# What personality type would you like to take for a test drive?



## TyTy (Dec 3, 2011)

If you could become any other personality type, for a short, fixed amount of time.... what type, if any, would you choose to be? Are there any types that you wish you could crawl inside of or try to figure out? A type that baffles you no matter how many ways you attempt to understand, comprehend or learn about it? Are there any types that you admire more than your own for any reason or wish you could be more like? Are you in a relationship and would love to try on your partners personality in hopes to reach a better understanding of them? I'm curious what you would choose and why?
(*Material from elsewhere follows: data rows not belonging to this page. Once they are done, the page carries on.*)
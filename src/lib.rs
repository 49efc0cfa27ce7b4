// Copyright (c) 2023 Mike Tsao. All rights reserved.

//! A real-time MIDI sequencer engine.
//!
//! The [Sequencer] owns a dedicated timing thread that converts elapsed
//! wall-clock microseconds into a monotonically increasing tick position
//! across piecewise-constant tempo segments, and drains tick-ordered events
//! from a bound [EventSource](tactus_core::traits::EventSource). Tempo
//! either comes from the internal master clock or locks onto externally
//! supplied clock pulses; either way the engine can also generate MIDI Time
//! Code quarter frames for downstream synchronisation.
//!
//! What goes downstream is up to the embedder: implement
//! [MessageSink](tactus_core::traits::MessageSink) over whatever transport
//! you have and wrap it in a [MessageTarget], which keeps track of sounding
//! notes so a stop never leaves anything ringing.

pub use engine::Sequencer;
pub use mtc::TimeCodeGenerator;
pub use sequence::{EventSequence, SequenceEvent, SequenceSource, SequenceTrack};
pub use target::MessageTarget;

pub mod engine;
pub mod mtc;
pub mod sequence;
pub mod target;

pub(crate) mod clock;
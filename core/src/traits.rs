// Copyright (c) 2023 Mike Tsao. All rights reserved.

//! Contains the traits that connect an event source to the timing engine.

use crate::{midi::LiveEvent, time::Tick, ParameterType};
use std::{fmt::Debug, sync::Arc};

/// The tempo back-channel the engine hands to a bound [EventSource]. It is a
/// narrow capability object rather than a reference to the engine itself, so
/// a source can adjust tempo (say, on encountering a tempo event mid-track)
/// without the two ever holding each other.
///
/// Call it only from within [EventSource::sync()] or
/// [EventSource::play_to_tick()]; both run synchronously on the engine
/// thread.
pub trait SynchronousControl: Send + Sync + Debug {
    fn bpm(&self) -> ParameterType;
    fn set_bpm(&self, bpm: ParameterType);
}

/// Where outbound MIDI goes. Implementations wrap whatever is downstream
/// (a hardware port, a soft synth, a test recorder). A timestamp of zero
/// means "now."
///
/// Returning an error marks the event as rejected; callers on the real-time
/// path are expected to swallow it and keep playing.
pub trait MessageSink: Send + Debug {
    fn transport(&mut self, event: LiveEvent, at_micros: u64) -> anyhow::Result<()>;
}

/// An [EventTrack] is one voice's lazy cursor over tick-ordered events. The
/// engine only ever peeks and advances; cursor state belongs to the source.
///
/// If events are inserted behind the cursor between a
/// [next_tick()](EventTrack::next_tick) and the following
/// [play_next()](EventTrack::play_next), they surface on the next pump, so
/// implementations should anchor their cursor on what has already played
/// rather than on the event they last peeked.
pub trait EventTrack: Send + Debug {
    /// Unique within the owning source.
    fn name(&self) -> &str;

    /// The tick of the next undelivered event, or
    /// [END_OF_TRACK](crate::time::END_OF_TRACK) when exhausted. Called on
    /// every pump; must be cheap.
    fn next_tick(&self) -> Tick;

    /// Advances the cursor one event and delivers it downstream.
    /// Non-transportable events (notably tempo changes) are filtered here
    /// and become [SynchronousControl::set_bpm()] calls instead.
    fn play_next(&mut self, control: &dyn SynchronousControl);

    /// Silences the voice: balancing note-offs plus the channel-mode flush.
    /// `stop` true means a full stop (controllers reset too) rather than a
    /// mute.
    fn off(&mut self, stop: bool);
}

/// An [EventSource] is the engine's view of a piece of music: an ordered
/// collection of [EventTrack]s plus the hooks the engine calls around them.
///
/// The track list may only change inside [sync()](EventSource::sync); that
/// call is the sole mutation window the engine grants.
pub trait EventSource: Send + Debug {
    fn name(&self) -> &str;

    /// Ticks per quarter note. Positive, and immutable for the lifetime of
    /// the binding.
    fn resolution(&self) -> u32;

    /// Read-only view of the tracks, in order.
    fn tracks(&self) -> Vec<&dyn EventTrack>;

    /// The engine hands the source its tempo back-channel here, once, at
    /// binding time.
    fn control(&mut self, control: Arc<dyn SynchronousControl>);

    /// Called once per engine iteration that advances the tick, before any
    /// events are played. The return value is a signed tick delta the engine
    /// applies to its position (zero means no reposition). This is also the
    /// only moment the source may mutate itself.
    fn sync(&mut self, current_tick: Tick) -> Tick;

    /// Drains every track while its next tick is at or before `target_tick`.
    /// Ordering across tracks at equal ticks is unspecified.
    fn play_to_tick(&mut self, target_tick: Tick);

    /// Rewinds every cursor and any internal tempo-map state.
    fn return_to_zero(&mut self);

    /// Playback has stopped; propagate to all tracks so they flush.
    fn stopped(&mut self);
}

/// What the engine tells its observers. Callbacks run synchronously:
/// [Playing](TransportEvent::Playing) on whichever thread called `play()`,
/// [Stopped](TransportEvent::Stopped) on the engine thread after the drain
/// protocol has finished.
#[derive(Clone, Copy, Debug, PartialEq, Eq)]
pub enum TransportEvent {
    Playing,
    Stopped,
}

pub trait TransportObserver: Send {
    fn transport_changed(&mut self, event: TransportEvent);
}
// Copyright (c) 2023 Mike Tsao. All rights reserved.

use log::warn;
use tactus_core::{
    midi::{
        new_controller, new_note_on, LiveEvent, MidiChannel, MidiMessage, NoteOnCache,
        ALL_CONTROLLERS_OFF, ALL_NOTES_OFF, HOLD_PEDAL,
    },
    traits::MessageSink,
};

/// [MessageTarget] decorates the outbound [MessageSink]. Every note-on and
/// note-off passing through updates a [NoteOnCache], so that
/// [notes_off()](MessageTarget::notes_off) can later balance whatever is
/// still sounding. Everything else is forwarded untouched.
///
/// Sink rejections never propagate: they are counted, the first one is
/// logged, and the cache is updated regardless so its picture of the
/// downstream device stays consistent.
#[derive(Debug)]
pub struct MessageTarget {
    sink: Box<dyn MessageSink>,
    cache: NoteOnCache,
    rejected: usize,
}
impl MessageTarget {
    pub fn new(sink: Box<dyn MessageSink>) -> Self {
        Self {
            sink,
            cache: Default::default(),
            rejected: 0,
        }
    }

    /// Sends one channel message downstream, keeping the note cache honest.
    /// A note-on with velocity zero counts as a note-off.
    pub fn transport(&mut self, channel: MidiChannel, message: MidiMessage, at_micros: u64) {
        match message {
            MidiMessage::NoteOn { key, vel } => {
                if vel.as_int() > 0 {
                    self.cache.set(key.as_int(), channel.value());
                } else {
                    self.cache.clear(key.as_int(), channel.value());
                }
            }
            MidiMessage::NoteOff { key, .. } => {
                self.cache.clear(key.as_int(), channel.value());
            }
            _ => {}
        }
        self.send(channel, message, at_micros);
    }

    /// Silences everything the cache knows about, channel by channel. The
    /// explicit per-note offs go out before the blanket ALL_NOTES_OFF so
    /// that devices ignoring the channel-mode message still go quiet; the
    /// sustain pedal is released afterward so nothing rings on. `stop` true
    /// adds a controller reset, which a mere mute must not do.
    pub fn notes_off(&mut self, stop: bool) {
        for channel in 0..MidiChannel::MAX {
            let mask = 1u16 << channel;
            for note in 0..=127u8 {
                if self.cache.test_and_clear(note, mask) {
                    // velocity-0 note-on: note-off with wider device acceptance
                    self.send(MidiChannel(channel), new_note_on(note, 0), 0);
                }
            }
            self.send(MidiChannel(channel), new_controller(ALL_NOTES_OFF, 0), 0);
            self.send(MidiChannel(channel), new_controller(HOLD_PEDAL, 0), 0);
            if stop {
                self.send(MidiChannel(channel), new_controller(ALL_CONTROLLERS_OFF, 0), 0);
            }
        }
    }

    /// Whether any note is still marked sounding.
    pub fn has_sounding_notes(&self) -> bool {
        !self.cache.is_empty()
    }

    /// How many messages the sink has rejected since construction.
    pub fn rejected_count(&self) -> usize {
        self.rejected
    }

    fn send(&mut self, channel: MidiChannel, message: MidiMessage, at_micros: u64) {
        let event = LiveEvent::Midi {
            channel: channel.into(),
            message,
        };
        if let Err(e) = self.sink.transport(event, at_micros) {
            if self.rejected == 0 {
                warn!("downstream sink rejected {:?}: {:?}", message, e);
            }
            self.rejected += 1;
        }
    }
}

#[cfg(test)]
mod tests {
    use super::*;
    use crate::tests::{parse_channel_messages, RecordingSink};
    use anyhow::bail;
    use tactus_core::midi::new_note_off;

    #[derive(Debug, Default)]
    struct RejectingSink;
    impl MessageSink for RejectingSink {
        fn transport(&mut self, _event: LiveEvent, _at_micros: u64) -> anyhow::Result<()> {
            bail!("nope");
        }
    }

    #[test]
    fn target_balances_notes_on_flush() {
        let sink = RecordingSink::default();
        let events = sink.events();
        let mut target = MessageTarget::new(Box::new(sink));

        target.transport(MidiChannel(0), new_note_on(60, 100), 0);
        target.transport(MidiChannel(9), new_note_on(36, 127), 0);
        target.transport(MidiChannel(0), new_note_on(64, 100), 0);
        target.transport(MidiChannel(0), new_note_off(64, 0), 0);
        assert!(target.has_sounding_notes());

        events.lock().unwrap().clear();
        target.notes_off(false);
        assert!(!target.has_sounding_notes());

        let messages = parse_channel_messages(&events.lock().unwrap());
        // one balancing off per sounding note, as velocity-0 note-ons
        assert!(messages.contains(&(0, new_note_on(60, 0))));
        assert!(messages.contains(&(9, new_note_on(36, 0))));
        assert!(!messages.contains(&(0, new_note_on(64, 0))));
        // blanket channel-mode messages on every channel, no controller reset
        for channel in 0..16u8 {
            assert!(messages.contains(&(channel, new_controller(ALL_NOTES_OFF, 0))));
            assert!(messages.contains(&(channel, new_controller(HOLD_PEDAL, 0))));
            assert!(!messages.contains(&(channel, new_controller(ALL_CONTROLLERS_OFF, 0))));
        }
    }

    #[test]
    fn target_note_offs_precede_blanket_messages() {
        let sink = RecordingSink::default();
        let events = sink.events();
        let mut target = MessageTarget::new(Box::new(sink));

        target.transport(MidiChannel(2), new_note_on(72, 80), 0);
        events.lock().unwrap().clear();
        target.notes_off(true);

        let messages = parse_channel_messages(&events.lock().unwrap());
        let off_at = messages
            .iter()
            .position(|m| *m == (2, new_note_on(72, 0)))
            .unwrap();
        let blanket_at = messages
            .iter()
            .position(|m| *m == (2, new_controller(ALL_NOTES_OFF, 0)))
            .unwrap();
        let reset_at = messages
            .iter()
            .position(|m| *m == (2, new_controller(ALL_CONTROLLERS_OFF, 0)))
            .unwrap();
        assert!(off_at < blanket_at);
        assert!(blanket_at < reset_at);
    }

    #[test]
    fn target_stop_resets_controllers() {
        let sink = RecordingSink::default();
        let events = sink.events();
        let mut target = MessageTarget::new(Box::new(sink));

        target.notes_off(true);
        let messages = parse_channel_messages(&events.lock().unwrap());
        for channel in 0..16u8 {
            assert!(messages.contains(&(channel, new_controller(ALL_CONTROLLERS_OFF, 0))));
        }
    }

    #[test]
    fn target_velocity_zero_note_on_clears_cache() {
        let sink = RecordingSink::default();
        let mut target = MessageTarget::new(Box::new(sink));

        target.transport(MidiChannel(5), new_note_on(40, 90), 0);
        assert!(target.has_sounding_notes());
        target.transport(MidiChannel(5), new_note_on(40, 0), 0);
        assert!(!target.has_sounding_notes());
    }

    #[test]
    fn target_swallows_and_counts_sink_rejections() {
        let mut target = MessageTarget::new(Box::new(RejectingSink));

        target.transport(MidiChannel(0), new_note_on(60, 100), 0);
        target.transport(MidiChannel(0), new_note_on(62, 100), 0);
        assert_eq!(target.rejected_count(), 2);

        // the cache stayed consistent even though nothing got through
        assert!(target.has_sounding_notes());
    }
}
I think it would be interesting, to say the least, to envision myself seeing the world so differently and through a completely different set/order of thought processes. I think my first choice would be to be an INTP for a day or week or month idk lol ... but eventually I would want to try them all  ​


----------



## downsowf (Sep 12, 2011)

what personality type is your mamma?  wouldn't mind giving that a test drive if you know what I mean.


----------



## soya (Jun 29, 2010)

dohoho


----------



## DarwinsBastard (Apr 27, 2012)

I'd like the ability to transform into an INTJ at will. When I really need to get some shit done.


----------



## A Little Bit of Cheeze (Apr 21, 2012)

TyTy said:


> If you could become any other personality type, for a short, fixed amount of time.... what type, if any, would you choose to be? Are there any types that you wish you could crawl inside of or try to figure out? A type that baffles you no matter how many ways you attempt to understand, comprehend or learn about it? Are there any types that you admire more than your own for any reason or wish you could be more like? Are you in a relationship and would love to try on your partners personality in hopes to reach a better understanding of them? I'm curious what you would choose and why?
> 
> I think it would be interesting, to say the least, to envision myself seeing the world so differently and through a completely different set/order of thought processes. I think my first choice would be to be an INTP for a day or week or month idk lol ... but eventually I would want to try them all  ​


I'd like to take ENTJ and ENTP for a spin ... (;D) 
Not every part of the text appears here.